The single-line version works 'cause you're not using background-attachment: fixed.

That causes the background to scroll with the viewport, which isn't what you want with the notch. Mozilla and the other affected browsers implement this by attaching the background to the viewport, thus making the background-position: 100% 100% attach the bottom right corner of the image to the bottom right corner of the browser window—which is outside the viewable area of the background's realm (i.e. your table cell).

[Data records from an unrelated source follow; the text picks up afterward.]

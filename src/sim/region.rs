use nalgebra::*;
use rand::Rng;
use log::{debug, trace};
use crate::prob::{Multivariate, chi_squared_quantile};
use crate::calc::Mahalanobis;
use crate::error::SamplingError;
use super::SamplerConfig;

/// Batch of realizations accepted by the region sampler, with the threshold
/// they were accepted against and the number of draws it took to collect them.
#[derive(Debug, Clone)]
pub struct RegionSample {

    pub samples : Vec<DVector<f64>>,

    /// Upper bound on the squared Mahalanobis distance of all accepted samples.
    pub threshold : f64,

    /// Total draws, accepted and rejected.
    pub attempts : u64,

    dim : usize

}

impl RegionSample {

    /// Fraction of draws which fell within the region.
    pub fn acceptance_rate(&self) -> Option<f64> {
        if self.attempts == 0 {
            None
        } else {
            Some(self.samples.len() as f64 / self.attempts as f64)
        }
    }

    /// Arranges the samples over the rows of a n x p matrix, in acceptance order.
    pub fn to_matrix(&self) -> DMatrix<f64> {
        let mut m = DMatrix::zeros(self.samples.len(), self.dim);
        for (mut row, s) in m.row_iter_mut().zip(self.samples.iter()) {
            row.copy_from(&s.transpose());
        }
        m
    }

}

/// Rejection sampler over the confidence region of a multivariate distribution:
/// the set of points which have squared Mahalanobis distance to the distribution mean
/// no greater than the chi-squared quantile at the requested confidence level.
/// Candidates are drawn from the full distribution and discarded until they fall within
/// the region, so accepted samples follow the distribution conditioned on the region.
#[derive(Debug, Clone, Default)]
pub struct RegionSampler {
    config : SamplerConfig
}

impl RegionSampler {

    pub fn new(config : SamplerConfig) -> Self {
        Self { config }
    }

    pub fn config(&self) -> &SamplerConfig {
        &self.config
    }

    /// Squared Mahalanobis distance bounding the region at confidence level alpha
    /// for a distribution of dimension p.
    pub fn threshold(&self, p : usize, alpha : f64) -> Result<f64, SamplingError> {
        if !(alpha > 0.0 && alpha < 1.0) {
            return Err(SamplingError::InvalidArgument(
                format!("Confidence level {} outside (0, 1)", alpha)
            ));
        }
        let dof = self.config.dof.for_dim(p);
        if dof == 0 {
            return Err(SamplingError::InvalidArgument(
                format!("No degrees of freedom left for a distribution of dimension {}", p)
            ));
        }
        chi_squared_quantile(dof as f64, alpha)
    }

    /// Draws n samples within the confidence region at level alpha, in the
    /// order they were accepted.
    pub fn sample<D, R>(
        &self,
        distr : &D,
        rng : &mut R,
        n : usize,
        alpha : f64
    ) -> Result<Vec<DVector<f64>>, SamplingError>
    where
        D : Multivariate,
        R : Rng + ?Sized
    {
        Ok(self.sample_with_stats(distr, rng, n, alpha)?.samples)
    }

    /// Same as sample, but also reports the threshold and how many draws were made.
    pub fn sample_with_stats<D, R>(
        &self,
        distr : &D,
        rng : &mut R,
        n : usize,
        alpha : f64
    ) -> Result<RegionSample, SamplingError>
    where
        D : Multivariate,
        R : Rng + ?Sized
    {
        let dim = distr.dim();
        let threshold = self.threshold(dim, alpha)?;
        let mut region = RegionSample { samples : Vec::with_capacity(n), threshold, attempts : 0, dim };
        if n == 0 {
            return Ok(region);
        }
        let metric = Mahalanobis::new(distr.mean(), distr.cov())?;
        while region.samples.len() < n {
            if let Some(max) = self.config.max_attempts {
                if region.attempts >= max {
                    return Err(SamplingError::Exhausted {
                        accepted : region.samples.len(),
                        attempts : region.attempts
                    });
                }
            }
            let candidate = distr.draw(rng);
            region.attempts += 1;
            let dist = metric.distance(&candidate)?;
            if dist <= threshold {
                region.samples.push(candidate);
            } else {
                trace!("Rejected candidate at distance {} (threshold {})", dist, threshold);
            }
        }
        debug!(
            "{}: accepted {} of {} draws at alpha = {} (threshold {})",
            distr,
            region.samples.len(),
            region.attempts,
            alpha,
            threshold
        );
        Ok(region)
    }

}

/// Draws n samples from distr restricted to its confidence region at level alpha,
/// retrying rejected draws without limit.
pub fn sample_confidence_region<D, R>(
    distr : &D,
    rng : &mut R,
    n : usize,
    alpha : f64
) -> Result<Vec<DVector<f64>>, SamplingError>
where
    D : Multivariate,
    R : Rng + ?Sized
{
    RegionSampler::default().sample(distr, rng, n, alpha)
}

It "works" in IE6 simply because IE has flaky support for the fixed property. It works with body backgrounds, but not with divs and such, and apparently not with non-body backgrounds.
posted by DrJohnEvans at 8:52 AM on January 15, 2004




If you're sticking things to the right or bottom, make sure you declare the width/ height or that the element is constrained by a container.
posted by yerfatma at 9:05 AM on January 15, 2004


Khalad, based on that slant info link, I was flabbergasted to realize that I can assign two classes to the same div. Thank you! All my time reading through W3C specs, and I never knew that!
posted by oissubke at 9:32 AM on January 15, 2004




It doesn't work in Netscape 4.7 (natch).
posted by jpoulos at 11:38 AM on January 15, 2004


I'm using, Mozilla 1.4, it wasn't there and then suddenly it was.......which was a bit odd.